I was looking through my Notes app, trying to see if I’d written more quote ideas anywhere. I hadn’t, but I had written the sentence “jesus is counterfactually impotent.”
This was in the course of brainstorming ideas for the Jewish Lives Prize, it looks like. An essay contest answering “Who do you think is the most influential Jew of all time? And why?” I suppose I needed some reason for it not to be Jesus, because pretty obviously it oughta be Jesus.
I mean, Christianity is huge. It took over Rome and pretty much all of Western civilization snowballed from there. And that’s all down to Jesus! I mean, it’s in the name, for Christ’s sake.2
How was I going to defend the idea that Jesus wasn’t so important in the end?
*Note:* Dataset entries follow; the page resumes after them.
//! Query API for the chat front end
//!
//! Run: cargo run --release --bin server
//! Test: curl -X POST http://localhost:3000/api/predict -H "Content-Type: application/json" -d '{"query":"predicción del precio con rsi en 2024"}'

use std::sync::Arc;

use sol_predictor::server::{self, query_api};
use sol_predictor::{init_tracing, AppConfig};

#[tokio::main]
async fn main() -> anyhow::Result<()> {
    init_tracing("sol_predictor=info,tower_http=info");
    let config = AppConfig::from_env()?;

    let state = Arc::new(query_api::QueryState::from_config(&config));
    server::serve(query_api::router(state), config.socket_addr(), "query api").await?;
    Ok(())
}
//! Serverless style handlers: health, single-row prediction and feedback.

use std::collections::VecDeque;
use std::sync::{Arc, Mutex};

use axum::body::Bytes;
use axum::extract::State;
use axum::http::StatusCode;
use axum::routing::{get, post};
use axum::{Json, Router};
use chrono::Local;
use serde::{Deserialize, Serialize};
use serde_json::{json, Map, Value};
use tracing::{error, info};

use super::{cors, ApiError};
use crate::config::AppConfig;
use crate::data::MODEL_FEATURES;
use crate::model::{missing_features, PointModel, Regressor};

/// Feedback entries kept in memory; older ones are dropped first
pub const MAX_FEEDBACK_ENTRIES: usize = 1000;

pub struct FunctionsState {
    pub model: Option<PointModel>,
    pub feedback: Mutex<VecDeque<FeedbackEntry>>,
    feedback_capacity: usize,
}

impl FunctionsState {
    pub fn new(model: Option<PointModel>) -> Self {
        Self::with_feedback_capacity(model, MAX_FEEDBACK_ENTRIES)
    }

    pub fn with_feedback_capacity(model: Option<PointModel>, capacity: usize) -> Self {
        Self { model, feedback: Mutex::new(VecDeque::new()), feedback_capacity: capacity.max(1) }
    }

    pub fn from_config(config: &AppConfig) -> Self {
        let model = match PointModel::load(&config.model_path) {
            Ok(model) => {
                info!(trees = model.forest.trees.len(), "model and scaler loaded");
                Some(model)
            }
            Err(e) => {
                error!(error = %e, "failed to load model or scaler");
                None
            }
        };
        Self::new(model)
    }

    pub fn record_feedback(&self, entry: FeedbackEntry) {
        let mut entries = self.feedback.lock().unwrap_or_else(|p| p.into_inner());
        if entries.len() >= self.feedback_capacity {
            entries.pop_front();
        }
        entries.push_back(entry);
    }

    pub fn feedback_count(&self) -> usize {
        self.feedback.lock().map(|f| f.len()).unwrap_or_else(|p| p.into_inner().len())
    }
}

#[derive(Debug, Deserialize)]
pub struct FeedbackRequest {
    pub prediction: f64,
    #[serde(default)]
    pub actual: Option<f64>,
    pub rating: i64,
    #[serde(default)]
    pub comments: Option<String>,
}

#[derive(Debug, Clone, Serialize)]
pub struct FeedbackEntry {
    pub timestamp: String,
    pub prediction: f64,
    pub actual: Option<f64>,
    pub user_rating: i64,
    pub comments: Option<String>,
}

fn now() -> String {
    Local::now().naive_local().format("%Y-%m-%dT%H:%M:%S%.6f").to_string()
}

async fn health(State(state): State<Arc<FunctionsState>>) -> Json<Value> {
    let loaded = state.model.is_some();
    Json(json!({
        "status": if loaded { "healthy" } else { "unhealthy" },
        "service": "Solana Predictor API",
        "model_loaded": loaded,
        "timestamp": now(),
    }))
}

async fn predict(State(state): State<Arc<FunctionsState>>, body: Bytes) -> Result<Json<Value>, ApiError> {
    let Some(model) = &state.model else {
        return Err(ApiError::new(StatusCode::SERVICE_UNAVAILABLE, json!({"error": "Modelo o Scaler no cargado"})));
    };

    let data: Map<String, Value> = serde_json::from_slice(&body)
        .map_err(|_| ApiError::new(StatusCode::BAD_REQUEST, json!({"error": "JSON inválido en la petición"})))?;

    let missing = missing_features(&data);
    if !missing.is_empty() {
        return Err(ApiError::new(
            StatusCode::BAD_REQUEST,
            json!({
                "error": "Faltan datos requeridos para el modelo",
                "missing": missing,
                "required": MODEL_FEATURES,
            }),
        ));
    }

    let prediction = model.predict(&data).map_err(|e| {
        let status = if e.is_client_error() { StatusCode::BAD_REQUEST } else { StatusCode::INTERNAL_SERVER_ERROR };
        ApiError::new(status, json!({"error": format!("Error en el servidor: {}", e)}))
    })?;

    Ok(Json(json!({
        "success": true,
        "prediction": prediction,
        "model": model.forest.name(),
        "features_used": MODEL_FEATURES,
        "timestamp": now(),
    })))
}

async fn feedback(State(state): State<Arc<FunctionsState>>, Json(req): Json<FeedbackRequest>) -> Json<Value> {
    let entry = FeedbackEntry {
        timestamp: now(),
        prediction: req.prediction,
        actual: req.actual,
        user_rating: req.rating,
        comments: req.comments,
    };
    info!(prediction = entry.prediction, actual = ?entry.actual, rating = entry.user_rating, "feedback received");
    state.record_feedback(entry);
    Json(json!({"status": "feedback recorded"}))
}

pub fn router(state: Arc<FunctionsState>) -> Router {
    Router::new()
        .route("/api/health", get(health))
        .route("/api/predict", post(predict))
        .route("/api/feedback", post(feedback))
        .layer(cors())
        .with_state(state)
}

#[cfg(test)]
mod tests {
    use super::*;
    use crate::model::{ForestRegressor, RegressionTree, StandardScaler, TreeNode};
    use axum::body::{to_bytes, Body};
    use axum::http::Request;
    use tower::ServiceExt;

    fn model() -> PointModel {
        let scaler = StandardScaler::new(vec![0.0; 8], vec![1.0; 8]).unwrap();
        let forest = ForestRegressor::new(8, vec![RegressionTree { nodes: vec![TreeNode::Leaf { value: 123.4 }] }]).unwrap();
        PointModel::new(scaler, forest).unwrap()
    }

    async fn call(state: Arc<FunctionsState>, request: Request<Body>) -> (StatusCode, Value) {
        let response = router(state).oneshot(request).await.unwrap();
        let status = response.status();
        let bytes = to_bytes(response.into_body(), usize::MAX).await.unwrap();
        (status, serde_json::from_slice(&bytes).unwrap())
    }

    fn post(uri: &str, body: &str) -> Request<Body> {
        Request::post(uri).header("content-type", "application/json").body(Body::from(body.to_string())).unwrap()
    }

    const FULL: &str =
        r#"{"Open":150,"High":155,"Low":148,"Close":152,"Volume":1000000,"SMA20":149,"SMA50":145,"Volatility":0.03}"#;

    #[tokio::test]
    async fn test_predict_success() {
        let (status, body) = call(Arc::new(FunctionsState::new(Some(model()))), post("/api/predict", FULL)).await;
        assert_eq!(status, StatusCode::OK);
        assert_eq!(body["success"], true);
        assert_eq!(body["prediction"], 123.4);
        assert_eq!(body["model"], "Random Forest");
        assert_eq!(body["features_used"].as_array().unwrap().len(), 8);
    }

    #[tokio::test]
    async fn test_predict_missing_features() {
        let (status, body) =
            call(Arc::new(FunctionsState::new(Some(model()))), post("/api/predict", r#"{"Open":1,"Close":2}"#)).await;
        assert_eq!(status, StatusCode::BAD_REQUEST);
        assert_eq!(body["missing"], json!(["High", "Low", "Volume", "SMA20", "SMA50", "Volatility"]));
        assert_eq!(body["required"][7], "Volatility");
    }

    #[tokio::test]
    async fn test_predict_invalid_json() {
        let (status, body) = call(Arc::new(FunctionsState::new(Some(model()))), post("/api/predict", "{not json")).await;
        assert_eq!(status, StatusCode::BAD_REQUEST);
        assert_eq!(body["error"], "JSON inválido en la petición");
    }

    #[tokio::test]
    async fn test_predict_without_model() {
        let (status, _) = call(Arc::new(FunctionsState::new(None)), post("/api/predict", FULL)).await;
        assert_eq!(status, StatusCode::SERVICE_UNAVAILABLE);

        let (status, body) =
            call(Arc::new(FunctionsState::new(None)), Request::get("/api/health").body(Body::empty()).unwrap()).await;
        assert_eq!(status, StatusCode::OK);
        assert_eq!(body["status"], "unhealthy");
        assert_eq!(body["model_loaded"], false);
    }

    #[tokio::test]
    async fn test_feedback_is_kept() {
        let state = Arc::new(FunctionsState::new(None));
        let (status, body) =
            call(state.clone(), post("/api/feedback", r#"{"prediction":21.5,"rating":4,"comments":"ok"}"#)).await;
        assert_eq!(status, StatusCode::OK);
        assert_eq!(body["status"], "feedback recorded");
        assert_eq!(state.feedback_count(), 1);
    }

    #[tokio::test]
    async fn test_feedback_keeps_latest_entries() {
        let state = Arc::new(FunctionsState::with_feedback_capacity(None, 3));
        for i in 0..5 {
            let body = format!(r#"{{"prediction":{}.0,"rating":3}}"#, i);
            let (status, _) = call(state.clone(), post("/api/feedback", &body)).await;
            assert_eq!(status, StatusCode::OK);
        }
        assert_eq!(state.feedback_count(), 3);
        let entries = state.feedback.lock().unwrap();
        let kept: Vec<f64> = entries.iter().map(|e| e.prediction).collect();
        assert_eq!(kept, vec![2.0, 3.0, 4.0]);
    }

    #[tokio::test]
    async fn test_predict_without_sequence_artifact() {
        let dir = std::env::temp_dir().join(format!("sol_predictor_functions_{}", std::process::id()));
        std::fs::create_dir_all(&dir).unwrap();
        std::fs::write(dir.join("scaler.json"), r#"{"mean":[0,0,0,0,0,0,0,0],"scale":[1,1,1,1,1,1,1,1]}"#).unwrap();
        std::fs::write(dir.join("rf_model.json"), r#"{"n_features":8,"trees":[{"nodes":[{"value":7.5}]}]}"#).unwrap();
        let _ = std::fs::remove_file(dir.join("lstm_model.json"));

        let model = PointModel::load(&dir).unwrap();
        let (status, body) = call(Arc::new(FunctionsState::new(Some(model))), post("/api/predict", FULL)).await;
        assert_eq!(status, StatusCode::OK);
        assert_eq!(body["prediction"], 7.5);
    }
}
judaism/monotheism could’ve taken over rome on its own
jesus made it a bit more viral
but not that much above replacement
cf. mohammed eventually came along and made it all even more viral
There’s good evidence to back some of this up. Judaism definitely had a real shot at taking Rome, and maybe eventually could’ve succeeded. And Islam was definitely a religion much better at propagating itself. It’s now nearly caught up to Christianity despite the latter having about a 600 year head start.
Anyway, this all was supposed to lead to the conclusion that John von Neumann was actually the more influential Jew. Because his brain was so powerful and special that really no one else could’ve done all the great and awesome math things he did.
Really, the whole idea was very silly. Strictly speaking, the most influential Jew would have to be the first Jew. The one who gave birth to all the other Jews in the world.3 It’s Abraham!
But that answer is infinitely lamer even than Jesus. So probably it’s a good thing I never got around to writing the essay.
Well, this one’s true, but I’ve never said it!
Heh.
Converts notwithstanding, I guess. But they never would’ve converted if not for Abraham getting the whole thing rolling.